> [Exercise goal]: Where in the data does the word "ReportSummary" appear? Find those lines and copy them.

==== Raw data

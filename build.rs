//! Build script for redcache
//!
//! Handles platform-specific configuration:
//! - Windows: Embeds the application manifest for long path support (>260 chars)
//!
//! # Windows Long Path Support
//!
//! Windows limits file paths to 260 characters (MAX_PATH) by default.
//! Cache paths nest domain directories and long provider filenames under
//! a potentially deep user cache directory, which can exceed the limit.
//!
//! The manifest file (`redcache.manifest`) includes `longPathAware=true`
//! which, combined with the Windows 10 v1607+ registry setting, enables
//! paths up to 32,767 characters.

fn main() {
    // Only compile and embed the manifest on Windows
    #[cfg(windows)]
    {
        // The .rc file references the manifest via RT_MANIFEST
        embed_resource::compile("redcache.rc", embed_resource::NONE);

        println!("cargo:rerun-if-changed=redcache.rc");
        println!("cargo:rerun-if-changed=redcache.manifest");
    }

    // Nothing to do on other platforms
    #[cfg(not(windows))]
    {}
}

========
==== Raw data

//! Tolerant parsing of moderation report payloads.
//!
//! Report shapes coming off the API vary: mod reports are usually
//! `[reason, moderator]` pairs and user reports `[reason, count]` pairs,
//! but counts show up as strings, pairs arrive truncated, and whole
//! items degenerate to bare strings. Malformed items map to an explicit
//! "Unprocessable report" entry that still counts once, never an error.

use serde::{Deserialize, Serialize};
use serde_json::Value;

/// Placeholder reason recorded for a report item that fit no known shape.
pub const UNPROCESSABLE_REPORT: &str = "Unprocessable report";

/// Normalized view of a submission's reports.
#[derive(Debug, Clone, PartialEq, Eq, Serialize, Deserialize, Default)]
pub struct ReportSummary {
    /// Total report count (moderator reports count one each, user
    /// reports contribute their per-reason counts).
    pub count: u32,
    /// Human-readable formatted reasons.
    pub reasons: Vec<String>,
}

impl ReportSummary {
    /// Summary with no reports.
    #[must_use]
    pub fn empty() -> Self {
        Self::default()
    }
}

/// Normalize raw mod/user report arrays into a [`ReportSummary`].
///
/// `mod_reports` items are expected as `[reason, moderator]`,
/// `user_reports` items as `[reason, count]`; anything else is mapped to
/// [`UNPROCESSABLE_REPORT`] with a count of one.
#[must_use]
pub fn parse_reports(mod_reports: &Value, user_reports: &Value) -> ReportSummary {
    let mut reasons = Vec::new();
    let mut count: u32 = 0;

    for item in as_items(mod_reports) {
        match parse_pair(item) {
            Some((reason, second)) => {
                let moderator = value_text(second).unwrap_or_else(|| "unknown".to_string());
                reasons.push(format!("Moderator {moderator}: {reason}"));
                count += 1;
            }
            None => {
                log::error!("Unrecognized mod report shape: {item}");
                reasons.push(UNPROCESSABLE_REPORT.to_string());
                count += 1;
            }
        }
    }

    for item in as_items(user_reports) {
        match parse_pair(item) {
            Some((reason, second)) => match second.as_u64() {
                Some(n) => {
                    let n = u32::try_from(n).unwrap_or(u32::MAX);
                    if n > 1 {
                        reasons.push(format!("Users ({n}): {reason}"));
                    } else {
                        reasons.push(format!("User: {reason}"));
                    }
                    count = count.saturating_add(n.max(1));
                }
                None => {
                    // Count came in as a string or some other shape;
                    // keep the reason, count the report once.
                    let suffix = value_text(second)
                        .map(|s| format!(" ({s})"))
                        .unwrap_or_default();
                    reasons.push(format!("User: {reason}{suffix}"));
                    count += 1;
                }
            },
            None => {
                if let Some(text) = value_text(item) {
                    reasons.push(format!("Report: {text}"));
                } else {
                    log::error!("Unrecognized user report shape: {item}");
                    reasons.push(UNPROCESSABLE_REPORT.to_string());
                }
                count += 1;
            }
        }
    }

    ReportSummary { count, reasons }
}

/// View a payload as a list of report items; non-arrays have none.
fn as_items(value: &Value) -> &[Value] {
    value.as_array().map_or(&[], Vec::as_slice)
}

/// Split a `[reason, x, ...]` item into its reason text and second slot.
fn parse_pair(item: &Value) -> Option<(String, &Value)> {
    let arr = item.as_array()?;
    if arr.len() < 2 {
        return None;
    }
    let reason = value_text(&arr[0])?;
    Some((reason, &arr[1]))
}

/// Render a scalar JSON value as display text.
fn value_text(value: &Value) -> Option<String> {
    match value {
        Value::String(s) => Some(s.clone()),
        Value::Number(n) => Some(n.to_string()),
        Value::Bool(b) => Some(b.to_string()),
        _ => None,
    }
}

========
==== Raw data

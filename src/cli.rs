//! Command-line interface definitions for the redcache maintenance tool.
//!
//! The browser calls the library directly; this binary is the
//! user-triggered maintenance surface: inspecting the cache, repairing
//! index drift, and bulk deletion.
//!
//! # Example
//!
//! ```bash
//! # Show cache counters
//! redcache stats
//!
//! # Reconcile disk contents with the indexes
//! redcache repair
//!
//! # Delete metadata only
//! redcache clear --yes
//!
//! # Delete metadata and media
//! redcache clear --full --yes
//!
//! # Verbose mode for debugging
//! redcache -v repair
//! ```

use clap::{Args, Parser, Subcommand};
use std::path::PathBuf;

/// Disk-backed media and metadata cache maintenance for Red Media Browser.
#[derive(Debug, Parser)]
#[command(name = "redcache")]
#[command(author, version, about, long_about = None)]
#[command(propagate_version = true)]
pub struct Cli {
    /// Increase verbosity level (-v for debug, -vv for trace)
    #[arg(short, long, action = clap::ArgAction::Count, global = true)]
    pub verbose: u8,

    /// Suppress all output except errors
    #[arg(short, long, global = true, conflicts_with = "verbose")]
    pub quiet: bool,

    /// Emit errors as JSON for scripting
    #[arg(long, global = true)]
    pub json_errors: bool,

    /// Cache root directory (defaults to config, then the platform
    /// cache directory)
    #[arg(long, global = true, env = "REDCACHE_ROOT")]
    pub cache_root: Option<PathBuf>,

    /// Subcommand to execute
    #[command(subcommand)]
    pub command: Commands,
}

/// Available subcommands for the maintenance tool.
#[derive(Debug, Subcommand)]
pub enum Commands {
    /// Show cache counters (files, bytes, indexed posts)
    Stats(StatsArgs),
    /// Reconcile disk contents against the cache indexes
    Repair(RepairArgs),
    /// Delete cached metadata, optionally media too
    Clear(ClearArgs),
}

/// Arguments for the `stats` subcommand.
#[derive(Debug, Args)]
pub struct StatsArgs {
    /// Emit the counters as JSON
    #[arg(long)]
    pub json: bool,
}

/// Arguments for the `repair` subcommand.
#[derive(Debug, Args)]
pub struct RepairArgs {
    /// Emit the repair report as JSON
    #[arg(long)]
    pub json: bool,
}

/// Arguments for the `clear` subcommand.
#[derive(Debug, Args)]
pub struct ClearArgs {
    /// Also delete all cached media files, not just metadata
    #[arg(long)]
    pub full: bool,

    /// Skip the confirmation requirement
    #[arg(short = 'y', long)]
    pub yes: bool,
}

========

> [Result for this task]:
pub struct ReportSummary {
impl ReportSummary {
/// Normalize raw mod/user report arrays into a [`ReportSummary`].
pub fn parse_reports(mod_reports: &Value, user_reports: &Value) -> ReportSummary {
    ReportSummary { count, reasons }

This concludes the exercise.